[Collected data]

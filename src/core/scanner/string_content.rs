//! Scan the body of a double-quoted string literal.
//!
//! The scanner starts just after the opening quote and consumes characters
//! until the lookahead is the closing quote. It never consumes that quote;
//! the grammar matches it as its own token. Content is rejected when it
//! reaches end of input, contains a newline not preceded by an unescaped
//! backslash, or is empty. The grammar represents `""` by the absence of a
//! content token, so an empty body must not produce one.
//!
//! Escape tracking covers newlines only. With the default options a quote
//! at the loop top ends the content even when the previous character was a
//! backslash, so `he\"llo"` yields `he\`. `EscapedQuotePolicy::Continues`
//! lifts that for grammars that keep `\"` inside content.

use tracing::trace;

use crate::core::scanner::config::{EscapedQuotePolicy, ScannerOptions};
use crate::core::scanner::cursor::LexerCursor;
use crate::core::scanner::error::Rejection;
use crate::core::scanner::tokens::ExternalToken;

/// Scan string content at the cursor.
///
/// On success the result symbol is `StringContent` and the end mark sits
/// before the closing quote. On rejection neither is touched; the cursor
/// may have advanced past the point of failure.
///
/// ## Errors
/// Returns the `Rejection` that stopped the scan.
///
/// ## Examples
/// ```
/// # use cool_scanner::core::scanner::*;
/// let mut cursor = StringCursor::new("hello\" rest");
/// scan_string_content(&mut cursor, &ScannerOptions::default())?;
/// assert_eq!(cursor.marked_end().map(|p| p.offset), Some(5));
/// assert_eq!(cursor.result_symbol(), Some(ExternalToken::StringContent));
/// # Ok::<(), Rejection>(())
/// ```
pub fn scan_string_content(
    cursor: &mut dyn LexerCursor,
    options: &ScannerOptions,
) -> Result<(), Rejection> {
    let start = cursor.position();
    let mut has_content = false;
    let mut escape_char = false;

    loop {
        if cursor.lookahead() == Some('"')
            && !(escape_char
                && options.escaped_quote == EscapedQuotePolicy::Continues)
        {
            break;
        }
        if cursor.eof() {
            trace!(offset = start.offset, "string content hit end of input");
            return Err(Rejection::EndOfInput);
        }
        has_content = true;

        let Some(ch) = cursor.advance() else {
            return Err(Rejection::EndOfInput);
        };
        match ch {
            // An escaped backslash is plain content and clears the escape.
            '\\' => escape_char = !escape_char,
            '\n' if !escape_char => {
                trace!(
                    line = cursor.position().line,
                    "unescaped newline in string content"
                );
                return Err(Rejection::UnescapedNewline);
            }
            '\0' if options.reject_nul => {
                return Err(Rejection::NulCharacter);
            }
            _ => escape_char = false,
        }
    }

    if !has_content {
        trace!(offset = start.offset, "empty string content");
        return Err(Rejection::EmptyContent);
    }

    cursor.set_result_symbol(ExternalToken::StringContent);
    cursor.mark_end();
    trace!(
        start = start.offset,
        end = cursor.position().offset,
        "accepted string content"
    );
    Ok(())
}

---

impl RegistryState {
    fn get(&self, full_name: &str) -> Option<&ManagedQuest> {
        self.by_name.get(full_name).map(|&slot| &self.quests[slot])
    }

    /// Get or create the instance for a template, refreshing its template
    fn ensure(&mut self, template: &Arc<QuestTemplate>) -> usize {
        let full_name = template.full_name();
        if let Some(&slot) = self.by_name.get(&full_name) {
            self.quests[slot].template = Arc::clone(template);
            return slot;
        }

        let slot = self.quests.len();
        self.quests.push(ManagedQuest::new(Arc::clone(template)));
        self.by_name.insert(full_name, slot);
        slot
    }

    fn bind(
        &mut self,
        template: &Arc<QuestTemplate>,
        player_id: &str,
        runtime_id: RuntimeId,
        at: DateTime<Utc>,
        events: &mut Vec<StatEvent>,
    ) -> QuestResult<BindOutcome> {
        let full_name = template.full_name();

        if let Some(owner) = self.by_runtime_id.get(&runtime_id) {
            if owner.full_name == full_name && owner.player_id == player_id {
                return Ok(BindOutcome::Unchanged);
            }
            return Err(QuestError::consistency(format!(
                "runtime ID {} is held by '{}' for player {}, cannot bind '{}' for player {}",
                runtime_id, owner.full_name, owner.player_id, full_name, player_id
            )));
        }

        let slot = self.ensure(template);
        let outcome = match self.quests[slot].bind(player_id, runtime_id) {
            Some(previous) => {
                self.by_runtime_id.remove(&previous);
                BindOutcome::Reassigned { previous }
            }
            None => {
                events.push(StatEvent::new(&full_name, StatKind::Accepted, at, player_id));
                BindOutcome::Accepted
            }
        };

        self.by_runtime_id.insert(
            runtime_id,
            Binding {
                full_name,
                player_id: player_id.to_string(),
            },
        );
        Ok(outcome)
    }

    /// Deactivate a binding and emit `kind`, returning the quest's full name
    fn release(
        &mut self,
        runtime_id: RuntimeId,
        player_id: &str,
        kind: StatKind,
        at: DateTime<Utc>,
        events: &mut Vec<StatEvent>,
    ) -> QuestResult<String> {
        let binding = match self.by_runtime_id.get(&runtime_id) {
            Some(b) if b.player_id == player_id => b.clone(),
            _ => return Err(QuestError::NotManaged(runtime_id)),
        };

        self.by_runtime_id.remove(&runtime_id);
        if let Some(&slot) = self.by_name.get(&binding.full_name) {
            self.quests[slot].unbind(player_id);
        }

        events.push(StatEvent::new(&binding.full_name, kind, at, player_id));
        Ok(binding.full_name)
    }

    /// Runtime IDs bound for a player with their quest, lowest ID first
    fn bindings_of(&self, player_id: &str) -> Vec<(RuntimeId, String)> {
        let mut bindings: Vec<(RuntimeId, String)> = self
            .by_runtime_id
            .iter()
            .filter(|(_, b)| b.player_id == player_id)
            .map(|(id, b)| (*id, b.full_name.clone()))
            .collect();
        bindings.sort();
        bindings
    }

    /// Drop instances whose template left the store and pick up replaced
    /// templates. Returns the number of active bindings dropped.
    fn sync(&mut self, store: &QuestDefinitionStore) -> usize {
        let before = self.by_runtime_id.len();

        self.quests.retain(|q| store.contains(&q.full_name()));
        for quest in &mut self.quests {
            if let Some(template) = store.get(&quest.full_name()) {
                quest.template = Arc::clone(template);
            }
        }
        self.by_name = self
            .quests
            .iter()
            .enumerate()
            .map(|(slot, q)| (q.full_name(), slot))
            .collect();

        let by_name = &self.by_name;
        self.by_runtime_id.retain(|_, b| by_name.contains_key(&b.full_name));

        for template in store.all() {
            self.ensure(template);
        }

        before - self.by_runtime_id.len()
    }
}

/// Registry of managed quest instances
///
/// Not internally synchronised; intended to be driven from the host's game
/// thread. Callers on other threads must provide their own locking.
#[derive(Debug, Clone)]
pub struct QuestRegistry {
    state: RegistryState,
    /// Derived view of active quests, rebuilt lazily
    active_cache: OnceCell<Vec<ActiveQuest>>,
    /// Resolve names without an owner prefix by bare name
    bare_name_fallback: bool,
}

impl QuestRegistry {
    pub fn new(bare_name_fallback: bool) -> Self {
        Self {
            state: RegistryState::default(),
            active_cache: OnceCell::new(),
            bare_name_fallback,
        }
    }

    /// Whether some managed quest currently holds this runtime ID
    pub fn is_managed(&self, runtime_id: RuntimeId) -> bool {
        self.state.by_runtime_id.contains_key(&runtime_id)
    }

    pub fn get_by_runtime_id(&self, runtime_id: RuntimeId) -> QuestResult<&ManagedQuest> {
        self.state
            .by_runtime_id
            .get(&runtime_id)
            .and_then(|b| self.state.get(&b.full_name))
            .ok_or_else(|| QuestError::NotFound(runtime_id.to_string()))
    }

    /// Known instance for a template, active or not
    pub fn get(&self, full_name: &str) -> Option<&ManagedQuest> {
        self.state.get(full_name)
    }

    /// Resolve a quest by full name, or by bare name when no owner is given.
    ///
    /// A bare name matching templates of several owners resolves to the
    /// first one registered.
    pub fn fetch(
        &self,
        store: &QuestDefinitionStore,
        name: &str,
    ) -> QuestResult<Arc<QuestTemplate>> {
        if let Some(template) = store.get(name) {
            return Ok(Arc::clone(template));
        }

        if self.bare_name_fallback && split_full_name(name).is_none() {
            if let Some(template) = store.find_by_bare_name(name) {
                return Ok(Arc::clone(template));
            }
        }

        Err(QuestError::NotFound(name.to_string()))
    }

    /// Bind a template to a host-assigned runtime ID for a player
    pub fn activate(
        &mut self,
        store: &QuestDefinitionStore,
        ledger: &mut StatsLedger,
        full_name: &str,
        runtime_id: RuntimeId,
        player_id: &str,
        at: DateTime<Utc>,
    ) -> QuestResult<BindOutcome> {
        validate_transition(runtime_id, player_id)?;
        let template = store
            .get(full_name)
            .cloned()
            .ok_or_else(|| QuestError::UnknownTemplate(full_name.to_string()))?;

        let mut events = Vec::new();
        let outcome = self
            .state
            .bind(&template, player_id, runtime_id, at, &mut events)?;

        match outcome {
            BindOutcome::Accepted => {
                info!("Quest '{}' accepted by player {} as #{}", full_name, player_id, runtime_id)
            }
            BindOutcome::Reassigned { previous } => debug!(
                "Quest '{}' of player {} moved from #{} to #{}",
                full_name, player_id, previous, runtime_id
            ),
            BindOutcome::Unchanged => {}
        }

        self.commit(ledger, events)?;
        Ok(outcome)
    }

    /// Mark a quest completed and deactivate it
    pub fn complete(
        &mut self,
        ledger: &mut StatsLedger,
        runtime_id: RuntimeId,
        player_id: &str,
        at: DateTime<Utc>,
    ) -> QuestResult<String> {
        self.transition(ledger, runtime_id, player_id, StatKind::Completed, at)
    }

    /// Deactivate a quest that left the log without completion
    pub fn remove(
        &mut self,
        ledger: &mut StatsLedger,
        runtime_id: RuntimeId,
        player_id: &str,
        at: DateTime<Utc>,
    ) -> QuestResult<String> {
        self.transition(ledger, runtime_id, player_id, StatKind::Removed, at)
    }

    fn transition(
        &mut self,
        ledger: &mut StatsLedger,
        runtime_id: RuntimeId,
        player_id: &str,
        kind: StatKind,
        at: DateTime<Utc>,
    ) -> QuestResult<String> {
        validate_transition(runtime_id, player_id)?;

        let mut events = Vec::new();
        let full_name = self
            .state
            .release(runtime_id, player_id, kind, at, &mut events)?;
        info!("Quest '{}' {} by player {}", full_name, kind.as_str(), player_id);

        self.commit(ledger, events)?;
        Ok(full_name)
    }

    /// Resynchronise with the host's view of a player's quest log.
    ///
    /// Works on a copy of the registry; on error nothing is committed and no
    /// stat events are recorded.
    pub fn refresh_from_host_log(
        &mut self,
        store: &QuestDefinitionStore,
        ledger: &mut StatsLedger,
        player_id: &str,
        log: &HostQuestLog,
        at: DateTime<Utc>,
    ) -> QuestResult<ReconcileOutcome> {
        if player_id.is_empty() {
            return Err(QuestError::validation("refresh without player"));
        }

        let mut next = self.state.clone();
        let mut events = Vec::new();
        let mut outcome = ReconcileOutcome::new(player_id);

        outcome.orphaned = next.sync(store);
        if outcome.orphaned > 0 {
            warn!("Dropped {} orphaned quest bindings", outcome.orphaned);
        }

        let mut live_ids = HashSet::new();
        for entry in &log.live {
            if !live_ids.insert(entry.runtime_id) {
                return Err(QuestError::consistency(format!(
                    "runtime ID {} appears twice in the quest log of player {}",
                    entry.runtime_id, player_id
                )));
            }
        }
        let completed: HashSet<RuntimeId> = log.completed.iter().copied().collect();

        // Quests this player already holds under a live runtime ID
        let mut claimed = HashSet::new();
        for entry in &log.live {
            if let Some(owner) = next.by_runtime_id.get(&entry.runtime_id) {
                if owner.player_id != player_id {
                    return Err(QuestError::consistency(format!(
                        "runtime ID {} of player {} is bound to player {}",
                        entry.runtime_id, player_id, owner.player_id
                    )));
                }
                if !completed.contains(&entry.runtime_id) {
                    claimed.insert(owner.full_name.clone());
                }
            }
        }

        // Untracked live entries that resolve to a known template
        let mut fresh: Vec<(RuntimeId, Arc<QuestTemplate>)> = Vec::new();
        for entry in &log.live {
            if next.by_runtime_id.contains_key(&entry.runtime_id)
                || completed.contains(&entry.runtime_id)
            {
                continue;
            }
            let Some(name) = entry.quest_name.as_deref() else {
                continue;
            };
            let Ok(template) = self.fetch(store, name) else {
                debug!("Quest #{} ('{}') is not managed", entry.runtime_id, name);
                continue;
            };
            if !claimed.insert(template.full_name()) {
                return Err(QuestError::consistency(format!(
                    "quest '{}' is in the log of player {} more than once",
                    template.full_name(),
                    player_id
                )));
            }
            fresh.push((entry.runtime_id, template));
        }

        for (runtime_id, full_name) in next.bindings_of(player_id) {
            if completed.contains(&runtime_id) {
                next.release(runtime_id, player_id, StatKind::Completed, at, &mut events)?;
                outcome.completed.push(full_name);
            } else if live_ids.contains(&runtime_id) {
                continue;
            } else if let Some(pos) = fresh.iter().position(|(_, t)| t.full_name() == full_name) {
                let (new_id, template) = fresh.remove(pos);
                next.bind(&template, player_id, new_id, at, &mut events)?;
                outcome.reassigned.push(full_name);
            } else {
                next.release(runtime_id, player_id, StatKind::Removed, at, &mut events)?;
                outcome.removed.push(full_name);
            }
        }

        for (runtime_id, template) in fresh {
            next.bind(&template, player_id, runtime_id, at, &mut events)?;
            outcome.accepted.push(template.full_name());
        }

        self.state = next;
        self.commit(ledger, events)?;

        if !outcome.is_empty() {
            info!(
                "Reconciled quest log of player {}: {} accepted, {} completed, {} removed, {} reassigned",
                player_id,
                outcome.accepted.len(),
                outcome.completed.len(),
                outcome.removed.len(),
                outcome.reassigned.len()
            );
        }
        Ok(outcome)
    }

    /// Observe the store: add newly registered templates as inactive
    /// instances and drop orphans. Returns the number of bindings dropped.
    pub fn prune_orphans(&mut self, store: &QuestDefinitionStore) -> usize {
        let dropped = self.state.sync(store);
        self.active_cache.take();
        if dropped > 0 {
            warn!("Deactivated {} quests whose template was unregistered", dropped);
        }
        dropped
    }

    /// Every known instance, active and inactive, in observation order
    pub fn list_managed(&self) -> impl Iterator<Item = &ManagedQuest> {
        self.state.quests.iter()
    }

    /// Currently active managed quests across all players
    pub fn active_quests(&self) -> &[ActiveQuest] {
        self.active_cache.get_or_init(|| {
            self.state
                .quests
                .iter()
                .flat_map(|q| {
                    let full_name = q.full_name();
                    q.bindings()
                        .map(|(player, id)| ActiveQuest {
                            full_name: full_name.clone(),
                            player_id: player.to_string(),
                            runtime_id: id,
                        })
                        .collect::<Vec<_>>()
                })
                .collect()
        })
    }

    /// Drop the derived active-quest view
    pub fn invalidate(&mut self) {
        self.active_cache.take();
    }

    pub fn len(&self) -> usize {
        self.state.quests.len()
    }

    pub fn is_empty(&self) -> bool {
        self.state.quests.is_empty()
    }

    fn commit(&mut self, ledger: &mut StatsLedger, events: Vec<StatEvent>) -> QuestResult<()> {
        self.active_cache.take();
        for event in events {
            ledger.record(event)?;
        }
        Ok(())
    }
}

To do: Every line above with the string "that" in it should be copied into the answer.

Answer for the task:
//! until the lookahead is the closing quote. It never consumes that quote;
//! lifts that for grammars that keep `\"` inside content.
/// Returns the `Rejection` that stopped the scan.
    /// Deactivate a quest that left the log without completion
        // Untracked live entries that resolve to a known template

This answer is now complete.